The answer must be a single number: how many lines in the entries below contain the word "resolved".

[Records to use Boundary: Start]

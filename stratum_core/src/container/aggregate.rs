// Copyright 2026 the Stratum Authors
// SPDX-License-Identifier: Apache-2.0 OR MIT

//! Recursive aggregation over subtrees: animation and visibility folds,
//! orientation resolution, and resize propagation.
//!
//! Nothing here is cached. Every query folds over the live tree, so the
//! answers can never desync from structural or flag changes.

use crate::observe::Notifier;
use crate::orientation::Orientation;

use super::id::{ContainerId, INVALID};
use super::tree::{ContainerFlags, ContainerTree};

impl ContainerTree {
    /// Returns whether the container itself is animating.
    ///
    /// Never looks past the container; see
    /// [`is_self_or_child_animating`](Self::is_self_or_child_animating) for
    /// the subtree fold.
    ///
    /// # Panics
    ///
    /// Panics if the handle is stale.
    #[must_use]
    pub fn is_animating(&self, id: ContainerId) -> bool {
        self.validate(id);
        self.flags[id.idx as usize].animating
    }

    /// Returns whether the container or any descendant, at any depth, has
    /// its own animating flag set.
    ///
    /// # Panics
    ///
    /// Panics if the handle is stale.
    #[must_use]
    pub fn is_self_or_child_animating(&self, id: ContainerId) -> bool {
        self.validate(id);
        self.subtree_any(id.idx, |flags| flags.animating)
    }

    /// Returns whether the container itself is visible.
    ///
    /// # Panics
    ///
    /// Panics if the handle is stale.
    #[must_use]
    pub fn is_visible(&self, id: ContainerId) -> bool {
        self.validate(id);
        self.flags[id.idx as usize].visible
    }

    /// Returns whether the container or any descendant, at any depth, has
    /// its own visible flag set.
    ///
    /// # Panics
    ///
    /// Panics if the handle is stale.
    #[must_use]
    pub fn is_self_or_child_visible(&self, id: ContainerId) -> bool {
        self.validate(id);
        self.subtree_any(id.idx, |flags| flags.visible)
    }

    /// Resolves the orientation this container presents to its parent.
    ///
    /// A concrete own orientation wins outright. Otherwise the children are
    /// consulted front-to-back (top of the stack first): the first concrete
    /// answer from a child that fills its parent is returned, a `Behind`
    /// answer is remembered as a fallback until something more specific
    /// turns up further back, and children that resolve to `Unset`
    /// contribute nothing. With no contribution at all, the container's own
    /// sentinel comes back out, which for an untouched container is
    /// `Unspecified`.
    ///
    /// Visibility plays no part here; an invisible chain still carries a
    /// deep descendant's concrete orientation to the root.
    ///
    /// # Panics
    ///
    /// Panics if the handle is stale.
    #[must_use]
    pub fn effective_orientation(&self, id: ContainerId) -> Orientation {
        self.validate(id);
        self.resolve_orientation(id.idx, self.requested_orientation[id.idx as usize])
    }

    /// Returns whether an orientation request made below this container
    /// would be handled: true when the container or any ancestor declares
    /// `handles_orientation_request`.
    ///
    /// # Panics
    ///
    /// Panics if the handle is stale.
    #[must_use]
    pub fn handles_orientation_change_from_descendant(&self, id: ContainerId) -> bool {
        self.validate(id);
        let mut idx = id.idx;
        loop {
            if self.flags[idx as usize].handles_orientation_request {
                return true;
            }
            let up = self.parent[idx as usize];
            if up == INVALID {
                return false;
            }
            idx = up;
        }
    }

    /// Propagates a resize of `id` through its subtree.
    ///
    /// Every child without a bounds override receives exactly one
    /// `parent_resized` call, front-to-back, and the cascade continues into
    /// its own children. A child with an explicit override is skipped
    /// entirely, subtree included; its geometry does not follow the parent.
    ///
    /// # Panics
    ///
    /// Panics if the handle is stale.
    pub fn on_resize(&self, id: ContainerId, notifier: &mut Notifier<'_>) {
        self.validate(id);
        self.resize_children(id.idx, notifier);
    }

    fn subtree_any(&self, idx: u32, flag: fn(&ContainerFlags) -> bool) -> bool {
        if flag(&self.flags[idx as usize]) {
            return true;
        }
        self.children[idx as usize]
            .iter()
            .any(|&child| self.subtree_any(child, flag))
    }

    fn resolve_orientation(&self, idx: u32, mut candidate: Orientation) -> Orientation {
        if !self.flags[idx as usize].fills_parent {
            // A container that does not fill its parent cannot express an
            // orientation the parent should honor.
            return Orientation::Unset;
        }

        let own = self.requested_orientation[idx as usize];
        if own != Orientation::Unset && own != Orientation::Unspecified {
            return own;
        }

        for &child in self.children[idx as usize].iter().rev() {
            let seed = if candidate == Orientation::Behind {
                Orientation::Behind
            } else {
                Orientation::Unset
            };
            let resolved = self.resolve_orientation(child, seed);
            if resolved == Orientation::Behind {
                // The child defers to whatever sits behind it; keep looking
                // further back with this as the fallback.
                candidate = Orientation::Behind;
                continue;
            }
            if resolved == Orientation::Unset {
                continue;
            }
            if resolved != Orientation::Unspecified || candidate == Orientation::Unset {
                return resolved;
            }
        }

        candidate
    }

    fn resize_children(&self, idx: u32, notifier: &mut Notifier<'_>) {
        for &child in self.children[idx as usize].iter().rev() {
            if self.bounds[child as usize].is_some() {
                continue;
            }
            notifier.parent_resized(self.id_at(child));
            self.resize_children(child, notifier);
        }
    }
}
// Copyright 2026 the Stratum Authors
// SPDX-License-Identifier: Apache-2.0 OR MIT

//! Container, surface, and request identity types.

use core::fmt;

/// Sentinel value indicating "no container" in index fields.
pub const INVALID: u32 = u32::MAX;

/// A handle to a container in a [`ContainerTree`](super::ContainerTree).
///
/// Contains both a slot index and a generation counter so that stale handles
/// can be detected after a container is destroyed and the slot is reused.
#[derive(Clone, Copy, PartialEq, Eq, Hash)]
pub struct ContainerId {
    /// Slot index into the tree's arrays.
    pub(crate) idx: u32,
    /// Generation counter, must match the tree's generation for this slot.
    pub(crate) generation: u32,
}

impl ContainerId {
    /// Returns the raw slot index (for diagnostics only).
    #[inline]
    #[must_use]
    pub const fn index(self) -> u32 {
        self.idx
    }

    /// Returns the generation counter.
    #[inline]
    #[must_use]
    pub const fn generation(self) -> u32 {
        self.generation
    }
}

impl fmt::Debug for ContainerId {
    fn fmt(&self, f: &mut fmt::Formatter<'_>) -> fmt::Result {
        write!(f, "ContainerId({}@gen{})", self.idx, self.generation)
    }
}

/// An opaque reference to a backing surface.
///
/// Surfaces are created and owned externally by the injected
/// [`SurfaceProvider`](crate::backend::SurfaceProvider); the tree only
/// records which containers currently have one and forwards position and
/// removal operations to the transaction sink.
#[derive(Clone, Copy, PartialEq, Eq, Hash)]
pub struct SurfaceId(pub u32);

impl fmt::Debug for SurfaceId {
    fn fmt(&self, f: &mut fmt::Formatter<'_>) -> fmt::Result {
        write!(f, "SurfaceId({})", self.0)
    }
}

/// An opaque caller token carried through the orientation request path.
///
/// The tree never interprets the value; it is handed to the observer of
/// [`descendant_orientation_changed`](crate::observe::TreeObserver::descendant_orientation_changed)
/// exactly as the requester supplied it.
#[derive(Clone, Copy, PartialEq, Eq, Hash)]
pub struct RequestToken(pub u64);

impl fmt::Debug for RequestToken {
    fn fmt(&self, f: &mut fmt::Formatter<'_>) -> fmt::Result {
        write!(f, "RequestToken({})", self.0)
    }
}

[Records to use Boundary: End]

The completed task =>
5